PESHAWAR/BAJAUR: On Saturday, the Khyber Pakhtunkhwa government warned Bajaur tribesmen that it would take action against them if they refused to lift a local jirga resolution barring women from receiving cash stipends on their own and making telephone calls to local FM radio stations.
On Friday, a jirga in the Warah region of Mamond tehsil barred local women from visiting cash collection centres set up by the World Bank under a cash grant scheme and making phone calls to local FM stations insisting that local customs activities are against them. It has also declared fines for violators of the ban.
In a statement released here, provincial government spokesman Kamran Khan Bangash said there was no provision in the Constitution for jirgas.
Read Also: Bilal Saeed says he resorted to violence against a woman to ‘protect himself’
He said that the government had asked the divisional commissioner and deputy commissioner of the tribal district of Bajaur to hold talks with tribesmen in order to convince them to revoke their decision, or the law will take action against them.
Says no justification for jirgas after Fata-KP merger
There is no reason left for keeping jirgas after the tribal region’s merger with the province to settle matters.

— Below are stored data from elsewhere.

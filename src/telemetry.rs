//! Tracing setup.
//!
//! Both binaries call [`init`] exactly once at startup. The filter
//! defaults to the configured `LogConfig::level` but still honors
//! `RUST_LOG` if set, so an operator can override verbosity for a single
//! run without touching configuration.

use crate::config::LogConfig;
use tracing_subscriber::{EnvFilter, fmt, prelude::*};

pub fn init(log: &LogConfig) {
    let filter = EnvFilter::try_from_default_env()
        .unwrap_or_else(|_| EnvFilter::new(log.level.clone()));

    tracing_subscriber::registry()
        .with(filter)
        .with(fmt::layer())
        .init();
}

Only the district administration is empowered to take decisions at the level of the tehsil and district, and jirgas have no legality, he added.
Before making certain decisions, Mr. Bangash asked the tribesmen to trust the district administration.
He said the jirga’s decision was against the law and the Constitution and that no jirga was allowed to make women-related decisions of that nature.
The jirga also claimed that every month the visit of women to centres to collect the Child Wellness Grant was against local customs.
Tribal elders had reported that they had repeatedly asked programme managers to either allocate the sum to male members of the related women’s families or to organise, but to no avail, female staff members at centres run under the bank’s Sada-i-Amn programme.
They declared that no women would be permitted to visit the centres on Saturday, and that any tribesman who allowed his female family member to visit the centres would be fined Rs10,000.
The jirga also declared a fine of Rs10, 000 for every woman’s family who called the nearby FM radio stations by telephone.
Bajaur Fayyaz Khan, deputy commissioner, told reporters that the district administration had taken severe note of the ban and firmly condemned it.
He said the ban put on women by elders from attending the cash grant centres of the World Bank and calling local FM radio stations was a matter of great concern to the administration as they were ‘entirely’ against basic human rights.
Elderly decisions are foolish and unconstitutional. Since the unification of the tribal districts with the province and the expansion of the country’s normal judicial structure in the region, no one has the right to prohibit the movement of women in the region.’
Mr. Fayyaz said the decision of the elders was an effort to take the law into their own hands, which would never be permitted by the administration.
He said it was the elders’ spiritual and legal duty to contact the district administration if they had any questions and grievances regarding the cash grant framework process.
Before enforcing a ban on women in a jirga, the deputy commissioner said the elders had not contacted the administration nor lodged complaints about the structure.
He said that, after the integration of tribal districts with the province and the expansion of the judicial system in the country, there was no legal standing for jirga decisions in the region.
Mr. Fayyaz said the government was allowed to bring an end to these decisions because they were against the constitutional rights of people.
He said that today (Sunday) a team of district administration officials led by the additional deputy commissioner will visit the region to convince the elders to revoke their decision.
However, the Deputy Commissioner claimed that if they failed to revoke their actions to take legal action against them, the first knowledge files would be reported against the elderly.
Meanwhile, women’s scorers and rights activists on Saturday blamed the elders of the Bajaur district Mamond tribe for preventing women from visiting the cash distribution centres of the World Bank and calling local radio stations.
They told Dharti News that, since Bajaur was part of the province, which had a proper judiciary system, the elders had no right and power to enforce those restrictions.
Read Also: Gujranwala: Gold trader receives excise slip
On the one hand, the women and rights activists said that the elders were not worried about thousands of women working in fields away from their homes, but on the other hand, in the name of local rituals and practises, they were stopping vulnerable women from entering the World Bank cash distribution centres.
They said that the women calling FM radio stations had nothing wrong with them.
They called for stern action against the jirga over the ‘shameful and unconstitutional’ decisions against women and appealed to the Peshawar High Court’s chief justice to take a suo moto note of the matter.